As renewable sources of energy such as wind and sun power are being increasingly added to the country’s electrical grid, old-fashioned nuclear energy is also being primed for a resurgence.

For the past 20 years, fission reactors have produced a nearly unchanging portion of the nation’s electricity: around 20%. But that percentage could start increasing soon. The advent of small modular reactors, or SMRs, and advanced reactor concepts, or ARCs, signals a new generation of fission power. SMRs are substantially smaller than most commercial nuclear reactors today and use standardized designs, reducing construction costs and production time. Meanwhile, ARCs explore new technologies to produce fission power more efficiently and safely.

Exascale Small Modular Reactor, or ExaSMR for short, aims to provide the nuclear industry’s engineers with the highest-resolution simulations of reactor systems to date and, in turn, help advance the future of fission power. Supported by the Department of Energy’s Exascale Computing Project since 2016, the ExaSMR project endeavors to make large-scale nuclear reactor simulations easier to access, cheaper to run and more accurate than the current state of the art.

“By accurately predicting the nuclear reactor fuel cycle, ExaSMR reduces the number of physical experiments that reactor designers would perform to justify fuel use,” said Steven Hamilton, ExaSMR project leader and R&D scientist in the HPC Methods for Nuclear Applications Group at DOE’s Oak Ridge National Laboratory. “In large part, that’s what simulation is buying companies: a predictive capability that tells you how certain features will perform so that you don’t need to physically construct or perform as many experiments, which are enormously expensive.”

Coupling physics codes into a more powerful whole

Commercial nuclear reactors generate electricity by splitting uranium nuclei to release energy in a process known as fission. This energy turns water into steam, which spins electricity-producing turbines. ExaSMR integrates the most reliable computer codes available for modeling the physics of this operation, creating a toolkit that can predict a reactor design’s entire fission process. The toolkit includes Shift and OpenMC for neutron particle transport and reactor depletion and NekRS for thermal fluid dynamics.

Although most of these codes are already well established in science and industry, the ExaSMR team has given them a complete HPC makeover. For the past six years, researchers from ORNL, Argonne National Laboratory, the Massachusetts Institute of Technology and Pennsylvania State University have been optimizing the codes for a new generation of exascale-class supercomputers, such as ORNL’s Frontier and Argonne’s upcoming Aurora, which are accelerated by graphics processing units.

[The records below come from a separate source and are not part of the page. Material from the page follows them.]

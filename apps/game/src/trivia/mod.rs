//! Two truths and a lie: fact generation, response sanitizing, background
//! prefetch and the per-session round state machine.
//!
//! Flow: FactSource::generate → sanitizer::parse_fact_set → sanitizer::validate_fact_set
//!       → Prefetcher (one round ahead) → RoundController → RoundState.

pub mod controller;
pub mod generator;
pub mod handlers;
pub mod models;
pub mod prefetcher;
pub mod prompts;
pub mod sanitizer;
pub mod state;

#[cfg(test)]
pub(crate) mod testing;
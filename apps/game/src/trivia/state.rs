//! Round state — the per-session value the controller owns and mutates.
//!
//! Pure transitions only: nothing in here performs I/O, so every rule of the
//! Loading → Ready → Answered cycle is checked synchronously.

use chrono::{DateTime, Utc};
use serde::Serialize;
use thiserror::Error;
use uuid::Uuid;

use crate::trivia::generator::GenerationError;
use crate::trivia::models::{FactSet, FACTS_PER_SET};
use crate::trivia::sanitizer::SanitizeError;

#[derive(Debug, Clone, Copy, PartialEq, Eq, Serialize)]
#[serde(rename_all = "snake_case")]
pub enum RoundPhase {
    Loading,
    Ready,
    Answered,
}

#[derive(Debug, Clone, Copy, PartialEq, Eq, Serialize)]
#[serde(rename_all = "snake_case")]
pub enum FailureKind {
    Transport,
    Parse,
    Schema,
    Internal,
}

/// Why a round has no statements to show.
#[derive(Debug, Clone, PartialEq, Eq, Serialize)]
pub struct RoundFailure {
    pub kind: FailureKind,
    pub message: String,
}

impl From<&GenerationError> for RoundFailure {
    fn from(err: &GenerationError) -> Self {
        let kind = match err {
            GenerationError::Transport(_) => FailureKind::Transport,
            GenerationError::Sanitize(SanitizeError::Parse(_)) => FailureKind::Parse,
            GenerationError::Sanitize(SanitizeError::SchemaViolation { .. }) => FailureKind::Schema,
            GenerationError::Worker(_) => FailureKind::Internal,
        };
        Self {
            kind,
            message: err.to_string(),
        }
    }
}

#[derive(Debug, Clone, PartialEq, Eq)]
pub struct LoadedRound {
    pub id: Uuid,
    pub generated_at: DateTime<Utc>,
    pub facts: FactSet,
}

#[derive(Debug, Clone, PartialEq, Eq)]
pub enum Round {
    Loading,
    Ready(LoadedRound),
    Failed(RoundFailure),
}

impl Round {
    pub fn from_outcome(outcome: Result<FactSet, GenerationError>) -> Self {
        match outcome {
            Ok(facts) => Round::Ready(LoadedRound {
                id: Uuid::new_v4(),
                generated_at: Utc::now(),
                facts,
            }),
            Err(e) => Round::Failed(RoundFailure::from(&e)),
        }
    }

    pub fn loaded(&self) -> Option<&LoadedRound> {
        match self {
            Round::Ready(loaded) => Some(loaded),
            _ => None,
        }
    }

    pub fn id(&self) -> Option<Uuid> {
        self.loaded().map(|r| r.id)
    }
}

#[derive(Debug, Error, PartialEq, Eq)]
pub enum SelectionError {
    #[error("there are no statements to choose from")]
    NoOptions,

    #[error("option {index} does not exist; choose 0 to {max}", max = FACTS_PER_SET - 1)]
    OutOfRange { index: usize },
}

#[derive(Debug, Clone, PartialEq, Eq)]
pub struct RoundState {
    current: Round,
    /// `None` while the prefetch for the next round is still in flight.
    next: Option<Round>,
    selected_index: Option<usize>,
    revealed: bool,
}

impl Default for RoundState {
    fn default() -> Self {
        Self::new(Round::Loading)
    }
}

impl RoundState {
    pub fn new(current: Round) -> Self {
        Self {
            current,
            next: None,
            selected_index: None,
            revealed: false,
        }
    }

    pub fn current(&self) -> &Round {
        &self.current
    }

    pub fn next(&self) -> Option<&Round> {
        self.next.as_ref()
    }

    pub fn selected_index(&self) -> Option<usize> {
        self.selected_index
    }

    pub fn revealed(&self) -> bool {
        self.revealed
    }

    pub fn phase(&self) -> RoundPhase {
        match (&self.current, self.revealed) {
            (Round::Loading, _) => RoundPhase::Loading,
            (_, true) => RoundPhase::Answered,
            (_, false) => RoundPhase::Ready,
        }
    }

    /// Records the player's pick and reveals the round. Returns whether the pick
    /// was the lie. A later pick in the same round replaces the earlier one.
    pub fn select(&mut self, index: usize) -> Result<bool, SelectionError> {
        let loaded = self.current.loaded().ok_or(SelectionError::NoOptions)?;
        let fact = loaded
            .facts
            .get(index)
            .ok_or(SelectionError::OutOfRange { index })?;
        let correct = !fact.truth_value;

        self.selected_index = Some(index);
        self.revealed = true;
        Ok(correct)
    }

    /// Correctness of the current pick, once revealed.
    pub fn is_correct(&self) -> Option<bool> {
        if !self.revealed {
            return None;
        }
        let fact = self.current.loaded()?.facts.get(self.selected_index?)?;
        Some(!fact.truth_value)
    }

    /// Parks a finished prefetch result until the player advances.
    pub fn store_next(&mut self, next: Round) {
        self.next = Some(next);
    }

    pub fn take_next(&mut self) -> Option<Round> {
        self.next.take()
    }

    /// Makes `next` the current round and clears the selection.
    pub fn promote(&mut self, next: Round) {
        self.current = next;
        self.selected_index = None;
        self.revealed = false;
    }
}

OpenMC’s development has been led by Paul Romano, and significant GPU-optimization work for Aurora has been conducted by John Tramm; the pair are computational scientists at Argonne. Shift was originally authored by Thomas Evans, group leader for ORNL’s HPC Methods for Nuclear Applications group, and is now optimized for Frontier. Both codes use Monte Carlo methods — computational techniques that use large numbers of random samples to calculate the probable outcomes of models. In this case, they simulate the interaction between neutrons moving through a nuclear reactor and nuclei, such as isotopes of uranium, thereby causing the fission that creates heat in the reactor’s fuel rods. The two codes also model how these isotopes evolve over time, which predicts the reactor’s life span.

NekRS — a computational fluid dynamics solver — describes how water will move and behave when heated by the reactor’s fuel cylinders. It was developed at Argonne through the ECP’s CEED project with contributions from Elia Merzari, associate professor of nuclear engineering at Penn State. The ExaSMR team’s ENRICO, for Exascale Nuclear Reactor Investigative Code, also developed by Romano, enables OpenMC and NekRS to interact.

“What we’re doing in ExaSMR is a coupled physics simulation between the neutron transport and the fluid dynamics — these two physics codes talk back and forth,” said ExaSMR project leader Hamilton. “The neutron transport is telling you where the heat is generated. That heat becomes a source term for the fluid dynamics calculation. The fluid dynamics calculates the temperature resulting from that heat source. And then you can adjust the parameters in the simulation until the neutron transport and the fluid dynamics are in agreement.”

ExaSMR’s ability to accurately model in high resolution the whole reactor process — the amount of heat the reactor’s fission events will produce, the ability of the reactor to transfer that heat to power generators, and the life expectancy of the entire system — provides engineers with key insights to ensure the safety and efficiency of their reactor designs.